Department of Water Resources

California Water News

A daily compilation of significant news articles and comment

 

December 21, 2007

 

3. Watersheds

 

SALTON SEA:

Salton Sea bill may be in peril - Desert Sun

 

DELTA ISSUES:

Editorial: First, a vision - now comes real work - Vacaville Reporter

 

 

SALTON SEA:

Salton Sea bill may be in peril

Desert Sun – 12/21/07

By Keith Mathney, staff writer

 

Members of the Salton Sea Authority hope an emerging budget crisis in Sacramento doesn't mean the tide has turned against restoring California's largest lake.

 

Gov.

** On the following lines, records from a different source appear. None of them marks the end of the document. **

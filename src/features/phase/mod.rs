//! Phase alignment
//!
//! Integer circular-shift alignment of two windows under an L1 metric.

pub mod align;
//! Signal preparation utilities
//!
//! This module contains helpers applied to windows before they are compared
//! or blended:
//! - DC removal, RMS, peak and loudness matching
//! - Parameter slew limiting

pub mod normalization;
pub mod smoothing;
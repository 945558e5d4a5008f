//! Crossfade curves and zone blending
//!
//! - Gain curves (equal-power, Hann, smoothstep)
//! - Equal-power frame blending between adjacent zones

pub mod curves;
pub mod zone;

pub use curves::CrossfadeCurve;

Arnold Schwarzenegger said last week he is prepared to declare a fiscal emergency, with a projected state budget deficit of up to $14.5 billion over the next two years.

 

The state Senate will soon take up an Assembly-passed health care reform bill that also carries a $14.5 billion price tag.

 

Neither bit of news is good for a multibillion-dollar Salton Sea restoration effort, Authority members said at their meeting in La Quinta on Thursday.

 

A bill sponsored by state Sen. Denise Moreno Ducheny, D-San Diego, would earmark $47 million in state Proposition 84 water bond money for early habitat restoration, air quality monitoring and other first-step work at the sea.

 

But the bill, Senate Bill 187, stalled in an Assembly committee at the end of the legislative year. It's expected to be reintroduced at the start of the new legislative session in January.

 

But with the state's sobering financial realities, the bill may continue to get a chilly reception in Sacramento.

 

"I think 187 is going to get shuffled off to a side pile because they won't want to spend any money they won't have to," Riverside County Supervisor and Salton Sea Authority member Roy Wilson said.

 

Patricia Cooper, district representative in Ducheny's Coachella office, said the senator is prepared to continue to push the importance of sea restoration for the region. But the pitch is getting increasingly tougher.

 

"The senator's worst fear was realized when we didn't get S.B. 187 passed this past year, with the difficulty in getting appropriations passed now," she said.

 

Time to make changes

 

The Salton Sea has been slowly dying for decades, as the salinity of its water increases. The sea is expected to shrink significantly by 2018, when water transfers will reduce its primary source of water: agricultural runoff.

 

Fish and bird habitats could be severely impacted, and exposed dry lake bed could cause dust problems for miles, including into the Coachella Valley.

 

After years of false starts and debate, state Secretary of Resources Mike Chrisman this spring chose a 75-year, $8.9 billion mitigation plan to restore the sea, abate air quality problems and preserve wildlife habitat.

 

Authority members remain concerned about the potential loss of local control over a sea restoration project that will take a generation to pull off and will impact local residents for generations to come.

 

A conservancy governance concept now being considered in Sacramento would include a mix of state and local stakeholders. But locals are skeptical.

 

"The state does not have much of an incentive to pursue the project. Even with a conservancy, what's the state's incentive?" said Coachella Valley Water District board member and authority chairman Peter Nelson.

 

"The incentive to pursue a restoration project comes from the community; it comes from us."

 

Water district and authority board member Patricia "Corky" Larson said the conservancy language now being considered would require a consensus of all stakeholders, with the state secretary of resources making the ultimate decision if a consensus cannot be reached. That gives the state de facto veto power over all aspects of the project, she said.

 

Other questions revolve around whether the conservancy would govern only the early-start work included in Ducheny's bill, or be extended forward if and when the restoration begins in earnest.

 

"I think that's basically a bad governance for us to buy in on," Larson said.

 

Cooper said now is the time for authority members to propose language changes to Ducheny's bill, before it's reintroduced.

 

Authority member and Riverside County Supervisor Marion Ashley noted that a state-led conservancy looked like a good idea before the state's recent bad budget news.

 

"Conditions have changed," he said. "Maybe they ought to revisit this whole thing, try to push it down (to the locals), give us a try and help us do it."

 

Authority continues to struggle to stay afloat

 

The Salton Sea Authority is trying to negotiate an end to the lease on its La Quinta offices and move into a space in the Riverside County building in Indio as a cost-saving measure, authority chairman Peter Nelson said.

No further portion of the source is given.